Their bad luck continues however, because before they get a chance to make their moves, the sky lights up like the northern lights. Everyone runs out of the club to see strange glowing lights floating down and landing in the city. Alas, these are not cosmic holiday lights, and before you can say "alien invasion", one of the light things wends its way down the street and explodes a police officer into dust.
Ben and Sean, along with Natalie, Anne and Skyler manage to escape the street stamped, run back into the club, and lock themselves in a storage room. There they linger for a few days, only to emerge and find Moscow empty. They set out to find other survivors, and, based on a radio message, decide to try to make their way to a submarine to get transport out of the city.
So that's the set-up: five twenty-somethings sneaking around Moscow trying to avoid being turned into dust by alien energy beings.
While there are some interesting concepts here, none of them ever come to fruition. I thought it actually started out pretty good, but the rest of the film failed to match the promise of the first 10-15 minutes and as it continued, it got sillier and sillier.
The characters were a problem, in that they are all pretty one dimensional, so much so that they sort of merge together. Sean is the mouth, Ben is the brains, Skyler is the craven, and the girls are, well.... the girls. Even after days stuck in a storage cellar they're hair and makeup are purrrrrfect. And that about as much character development as we get.
Since it was hard for me to connect to the characters, it was hard for me to get involved in the film.
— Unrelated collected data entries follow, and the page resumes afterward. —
//! The dome gallery component: one instance owns tiles, rotation, gestures
//! and the pending inertia frame.

use instant::Instant;

use crate::{
    animation::scheduler::{FrameId, FrameScheduler, ManualFrameScheduler},
    core::{
        config::GalleryConfig,
        constants::EMPTY_PLACEHOLDER,
        geo::{Point, TileRect},
        rotation::Rotation,
    },
    input::{
        events::{EventHandled, GalleryEvent, InputEvent, TouchPhase, TouchPoint},
        handler::{EventManager, InteractionHandler, InteractionState},
    },
    layout::{
        geometry::{base_rotation, TileAngles},
        tiles::{build_tiles, ImageDescriptor, Tile},
    },
    GalleryError, Result,
};

/// Called with `(src, alt, rect)` when a tile is clicked without dragging
pub type ImageClickCallback = Box<dyn FnMut(&str, &str, TileRect)>;

/// Interactive photo sphere.
///
/// Hosts forward pointer, touch and wheel input, deliver the animation
/// frames the gallery requests from its [`FrameScheduler`], and render
/// [`DomeGallery::tiles`] with [`DomeGallery::sphere_transform`].
///
/// ```
/// use dome_gallery::{DomeGallery, GalleryConfig, ImageDescriptor};
/// use dome_gallery::core::geo::Point;
/// use instant::{Duration, Instant};
///
/// let images = vec![ImageDescriptor::new("a.jpg", "A"), ImageDescriptor::new("b.jpg", "B")];
/// let mut gallery = DomeGallery::new(images, GalleryConfig::default()).unwrap();
///
/// let t0 = Instant::now();
/// gallery.pointer_down(Point::new(0.0, 0.0), t0);
/// gallery.pointer_move(Point::new(100.0, 0.0), t0 + Duration::from_millis(16));
/// gallery.pointer_up();
/// assert!(gallery.rotation().yaw > 0.0);
/// ```
pub struct DomeGallery<S: FrameScheduler = ManualFrameScheduler> {
    config: GalleryConfig,
    images: Vec<ImageDescriptor>,
    tiles: Vec<Tile>,
    handler: InteractionHandler,
    scheduler: S,
    inertia_frame: Option<FrameId>,
    events: EventManager,
    on_image_click: Option<ImageClickCallback>,
    radius: f64,
    container: Point,
}

impl DomeGallery<ManualFrameScheduler> {
    pub fn new(images: Vec<ImageDescriptor>, config: GalleryConfig) -> Result<Self> {
        Self::with_scheduler(images, config, ManualFrameScheduler::new())
    }

    /// Delivers every frame requested so far. Returns how many were delivered.
    pub fn pump_frames(&mut self) -> usize {
        let due = self.scheduler.take_due();
        let count = due.len();
        for id in due {
            self.on_animation_frame(id);
        }
        count
    }
}

impl<S: FrameScheduler> DomeGallery<S> {
    pub fn with_scheduler(
        images: Vec<ImageDescriptor>,
        config: GalleryConfig,
        scheduler: S,
    ) -> Result<Self> {
        config.validate()?;
        let tiles = build_tiles(&images, config.layout.segments, config.layout.column_origin);
        let handler = InteractionHandler::new(&config);
        let radius = config.layout.radius_for(1.0, 1.0);

        Ok(Self {
            config,
            images,
            tiles,
            handler,
            scheduler,
            inertia_frame: None,
            events: EventManager::new(),
            on_image_click: None,
            radius,
            container: Point::new(1.0, 1.0),
        })
    }

    pub fn config(&self) -> &GalleryConfig {
        &self.config
    }

    /// Applies a new configuration, rebuilding tiles when the grid changed
    pub fn set_config(&mut self, config: GalleryConfig) -> Result<()> {
        config.validate()?;
        let relayout = config.layout.segments != self.config.layout.segments
            || config.layout.column_origin != self.config.layout.column_origin;
        self.config = config;
        self.handler.reconfigure(&self.config);
        if relayout {
            self.rebuild_tiles();
        }
        self.radius = self.config.layout.radius_for(self.container.x, self.container.y);
        Ok(())
    }

    pub fn images(&self) -> &[ImageDescriptor] {
        &self.images
    }

    pub fn set_images(&mut self, images: Vec<ImageDescriptor>) {
        self.images = images;
        self.rebuild_tiles();
    }

    fn rebuild_tiles(&mut self) {
        self.tiles = build_tiles(
            &self.images,
            self.config.layout.segments,
            self.config.layout.column_origin,
        );
    }

    pub fn tiles(&self) -> &[Tile] {
        &self.tiles
    }

    /// Base angles of the tile at `index`
    pub fn tile_angles(&self, index: usize) -> Option<TileAngles> {
        self.tiles
            .get(index)
            .map(|tile| base_rotation(&tile.slot(), self.config.layout.segments))
    }

    pub fn is_empty(&self) -> bool {
        self.images.is_empty() || self.tiles.iter().all(Tile::is_placeholder)
    }

    /// Text to show instead of the sphere, when there is nothing to show
    pub fn placeholder(&self) -> Option<&'static str> {
        self.is_empty().then_some(EMPTY_PLACEHOLDER)
    }

    /// Resizes the container and returns the new sphere radius
    pub fn set_container_size(&mut self, width: f64, height: f64) -> f64 {
        self.container = Point::new(width, height);
        self.radius = self.config.layout.radius_for(width, height);
        self.radius
    }

    pub fn radius(&self) -> f64 {
        self.radius
    }

    /// CSS custom properties for the container element
    pub fn css_variables(&self) -> Vec<(&'static str, String)> {
        self.config
            .style
            .css_variables(self.radius, self.config.layout.segments)
    }

    pub fn rotation(&self) -> Rotation {
        self.handler.rotation()
    }

    pub fn set_rotation(&mut self, rotation: Rotation) {
        let events = self.handler.set_rotation(rotation);
        self.events.emit_all(events);
    }

    pub fn sphere_transform(&self) -> String {
        self.handler.rotation().sphere_transform()
    }

    pub fn state(&self) -> InteractionState {
        self.handler.state()
    }

    pub fn is_hovering(&self) -> bool {
        self.handler.is_hovering()
    }

    pub fn velocity(&self) -> Point {
        self.handler.velocity()
    }

    pub fn set_interactive(&mut self, interactive: bool) {
        self.handler.enabled = interactive;
        if !interactive {
            let events = self.handler.end_drag();
            self.events.emit_all(events);
            self.cancel_inertia();
        }
    }

    pub fn scheduler(&self) -> &S {
        &self.scheduler
    }

    pub fn scheduler_mut(&mut self) -> &mut S {
        &mut self.scheduler
    }

    /// Id of the frame the gallery is waiting for, if coasting
    pub fn pending_frame(&self) -> Option<FrameId> {
        self.inertia_frame
    }

    /// Dispatches a host event to the matching handler
    pub fn handle_input(&mut self, event: InputEvent, now: Instant) -> EventHandled {
        match event {
            InputEvent::PointerDown { position } => {
                self.pointer_down(position, now);
                EventHandled::Handled
            }
            InputEvent::PointerMove { position } => self.pointer_move(position, now),
            InputEvent::PointerUp => {
                self.pointer_up();
                EventHandled::Handled
            }
            InputEvent::PointerLeave => {
                self.pointer_leave();
                EventHandled::NotHandled
            }
            InputEvent::HoverEnter => {
                self.hover_enter();
                EventHandled::NotHandled
            }
            InputEvent::Wheel { delta_x, delta_y } => self.wheel(delta_x, delta_y),
            InputEvent::Touch { phase, touches } => self.touch(phase, &touches, now),
        }
    }

    /// Starts a drag. An ignored press (non-finite, or interaction disabled)
    /// leaves any coasting untouched.
    pub fn pointer_down(&mut self, position: Point, now: Instant) {
        let events = self.handler.begin_drag(position, now);
        if self.handler.state() == InteractionState::Dragging {
            // New gesture supersedes any coasting
            self.cancel_frame();
        }
        self.events.emit_all(events);
    }

    pub fn pointer_move(&mut self, position: Point, now: Instant) -> EventHandled {
        if self.handler.state() != InteractionState::Dragging {
            return EventHandled::NotHandled;
        }
        let events = self.handler.drag_to(position, now);
        self.events.emit_all(events);
        EventHandled::Handled
    }

    pub fn pointer_up(&mut self) {
        let events = self.handler.end_drag();
        self.events.emit_all(events);
        if self.handler.is_coasting() && self.inertia_frame.is_none() {
            self.inertia_frame = Some(self.scheduler.request_frame());
        }
    }

    /// Leaving the gallery ends the drag like a release, and the hover
    pub fn pointer_leave(&mut self) {
        self.handler.set_hovering(false);
        self.pointer_up();
    }

    pub fn hover_enter(&mut self) {
        self.handler.set_hovering(true);
    }

    pub fn hover_leave(&mut self) {
        self.handler.set_hovering(false);
    }

    /// Touch input. Only single-finger gestures rotate the sphere.
    pub fn touch(&mut self, phase: TouchPhase, touches: &[TouchPoint], now: Instant) -> EventHandled {
        match phase {
            TouchPhase::Start => {
                if let [touch] = touches {
                    self.pointer_down(touch.position, now);
                }
                EventHandled::NotHandled
            }
            TouchPhase::Move => match touches {
                [touch] if self.handler.state() == InteractionState::Dragging => {
                    self.pointer_move(touch.position, now)
                }
                _ => EventHandled::NotHandled,
            },
            TouchPhase::End | TouchPhase::Cancel => {
                self.pointer_up();
                EventHandled::NotHandled
            }
        }
    }

    /// Wheel input. `Handled` means the host must stop the page from scrolling.
    pub fn wheel(&mut self, delta_x: f64, delta_y: f64) -> EventHandled {
        let (handled, events) = self.handler.wheel(delta_x, delta_y);
        self.events.emit_all(events);
        handled
    }

    /// Delivers a frame requested from the scheduler. Returns whether the
    /// gallery asked for another one. Stale ids are ignored.
    pub fn on_animation_frame(&mut self, id: FrameId) -> bool {
        if self.inertia_frame != Some(id) {
            log::debug!("Ignoring stale frame {:?}", id);
            return false;
        }
        self.inertia_frame = None;

        let events = self.handler.step_inertia();
        self.events.emit_all(events);

        if self.handler.is_coasting() {
            self.inertia_frame = Some(self.scheduler.request_frame());
            true
        } else {
            false
        }
    }

    fn cancel_frame(&mut self) {
        if let Some(id) = self.inertia_frame.take() {
            log::debug!("Cancelling frame {:?}", id);
            self.scheduler.cancel_frame(id);
        }
    }

    /// Stops coasting and drops the pending frame
    pub fn cancel_inertia(&mut self) {
        self.cancel_frame();
        let events = self.handler.stop_inertia();
        self.events.emit_all(events);
    }

    /// Registers the caller's click handler (replaces a previous one)
    pub fn on_image_click<F>(&mut self, callback: F)
    where
        F: FnMut(&str, &str, TileRect) + 'static,
    {
        self.on_image_click = Some(Box::new(callback));
    }

    /// Reports a click on the tile at `index`, shown at `rect` on screen.
    ///
    /// Returns `Ok(false)` when the click ended a drag and was suppressed,
    /// or when the tile has no image.
    pub fn click_tile(&mut self, index: usize, rect: TileRect) -> Result<bool> {
        let tile = self.tiles.get(index).ok_or(GalleryError::TileIndex {
            index,
            len: self.tiles.len(),
        })?;

        if self.handler.last_gesture_moved()
            || self.handler.state() == InteractionState::Dragging
            || tile.is_placeholder()
        {
            return Ok(false);
        }

        let (src, alt) = (tile.src.clone(), tile.alt.clone());
        if let Some(callback) = self.on_image_click.as_mut() {
            callback(&src, &alt, rect);
        }
        self.events.emit(GalleryEvent::ImageClick {
            index,
            src,
            alt,
            rect,
        });
        Ok(true)
    }

    /// Register an event listener
    pub fn on<F>(&mut self, event_type: &str, callback: F)
    where
        F: Fn(&GalleryEvent) + 'static,
    {
        self.events.on(event_type, callback);
    }

    /// Dispatches queued events to listeners and returns them
    pub fn process_events(&mut self) -> Vec<GalleryEvent> {
        self.events.process_events()
    }

    /// Ends every gesture and cancels the pending frame, for host unmount
    pub fn teardown(&mut self) {
        self.handler.set_hovering(false);
        self.handler.end_drag();
        self.cancel_inertia();
        self.events.clear_events();
    }
}

impl<S: FrameScheduler> Drop for DomeGallery<S> {
    fn drop(&mut self) {
        self.cancel_frame();
    }
}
While there are some interesting concepts here, the poor execution, flat characters, dorky dialog, and ridiculous events overshadow them. In essence what we have here is a survival film, only it's hard to care if the characters survive or not.
It's a shame, because it did have a few things going for it that it failed to take advantage of. The Moscow setting was cool, but it could have been in any big city. Making the aliens either invisible or appear as clouds of yellow, sparky smoke seems like a throwback to earlier CGI. It had the feel of one of those afternoon science fiction movies I watched as a kid, which isn't necessarily a bad thing, except it I don't think it was trying to be that.
Toward the end, the group runs into some interesting Russian survivors. Here, I think, the film starts to take advantage of its cheesiness, intentionally or not, but unfortunately, it's too little, too late.
Unless cheesy science fiction movies that don't realize they are cheesy are your bag, I'm afraid I can't recommend this. I'll offer up this caveat though: my twelve-year-old son liked it.